Exercise objective
Reproduce all the data, character for character.

[Stored records]
★ ★ ★ ★ ★
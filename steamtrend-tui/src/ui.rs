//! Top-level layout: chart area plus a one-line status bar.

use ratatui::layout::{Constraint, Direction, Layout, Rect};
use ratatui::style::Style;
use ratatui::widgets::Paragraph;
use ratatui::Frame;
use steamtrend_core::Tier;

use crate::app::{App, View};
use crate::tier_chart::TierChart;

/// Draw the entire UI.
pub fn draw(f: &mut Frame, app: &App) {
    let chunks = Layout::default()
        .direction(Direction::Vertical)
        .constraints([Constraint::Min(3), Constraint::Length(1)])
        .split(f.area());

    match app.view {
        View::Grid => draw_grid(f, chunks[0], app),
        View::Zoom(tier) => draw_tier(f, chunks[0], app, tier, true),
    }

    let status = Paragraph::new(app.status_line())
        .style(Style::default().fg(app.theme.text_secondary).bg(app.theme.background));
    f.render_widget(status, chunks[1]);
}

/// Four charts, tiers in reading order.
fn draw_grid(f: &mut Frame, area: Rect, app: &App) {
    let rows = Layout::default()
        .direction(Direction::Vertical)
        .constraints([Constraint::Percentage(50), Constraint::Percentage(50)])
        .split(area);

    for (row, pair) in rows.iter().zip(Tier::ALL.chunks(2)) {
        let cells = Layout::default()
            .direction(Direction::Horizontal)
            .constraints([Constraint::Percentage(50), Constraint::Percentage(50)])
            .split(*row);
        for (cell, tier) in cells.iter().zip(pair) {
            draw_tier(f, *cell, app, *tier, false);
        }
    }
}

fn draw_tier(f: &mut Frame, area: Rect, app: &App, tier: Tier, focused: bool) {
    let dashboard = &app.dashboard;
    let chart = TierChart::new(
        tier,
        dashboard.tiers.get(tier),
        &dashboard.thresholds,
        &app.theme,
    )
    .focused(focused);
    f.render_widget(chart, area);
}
★ ★ ★ ★ ★
Problem solution
filename steamtrend-tui/src/ui.rs
//! Top-level layout: chart area plus a one-line status bar.

use ratatui::layout::{Constraint, Direction, Layout, Rect};
use ratatui::style::Style;
use ratatui::widgets::Paragraph;
use ratatui::Frame;
use steamtrend_core::Tier;

use crate::app::{App, View};
use crate::tier_chart::TierChart;

/// Draw the entire UI.
pub fn draw(f: &mut Frame, app: &App) {
    let chunks = Layout::default()
        .direction(Direction::Vertical)
        .constraints([Constraint::Min(3), Constraint::Length(1)])
        .split(f.area());

    match app.view {
        View::Grid => draw_grid(f, chunks[0], app),
        View::Zoom(tier) => draw_tier(f, chunks[0], app, tier, true),
    }

    let status = Paragraph::new(app.status_line())
        .style(Style::default().fg(app.theme.text_secondary).bg(app.theme.background));
    f.render_widget(status, chunks[1]);
}

/// Four charts, tiers in reading order.
fn draw_grid(f: &mut Frame, area: Rect, app: &App) {
    let rows = Layout::default()
        .direction(Direction::Vertical)
        .constraints([Constraint::Percentage(50), Constraint::Percentage(50)])
        .split(area);

    for (row, pair) in rows.iter().zip(Tier::ALL.chunks(2)) {
        let cells = Layout::default()
            .direction(Direction::Horizontal)
            .constraints([Constraint::Percentage(50), Constraint::Percentage(50)])
            .split(*row);
        for (cell, tier) in cells.iter().zip(pair) {
            draw_tier(f, *cell, app, *tier, false);
        }
    }
}

fn draw_tier(f: &mut Frame, area: Rect, app: &App, tier: Tier, focused: bool) {
    let dashboard = &app.dashboard;
    let chart = TierChart::new(
        tier,
        dashboard.tiers.get(tier),
        &dashboard.thresholds,
        &app.theme,
    )
    .focused(focused);
    f.render_widget(chart, area);
}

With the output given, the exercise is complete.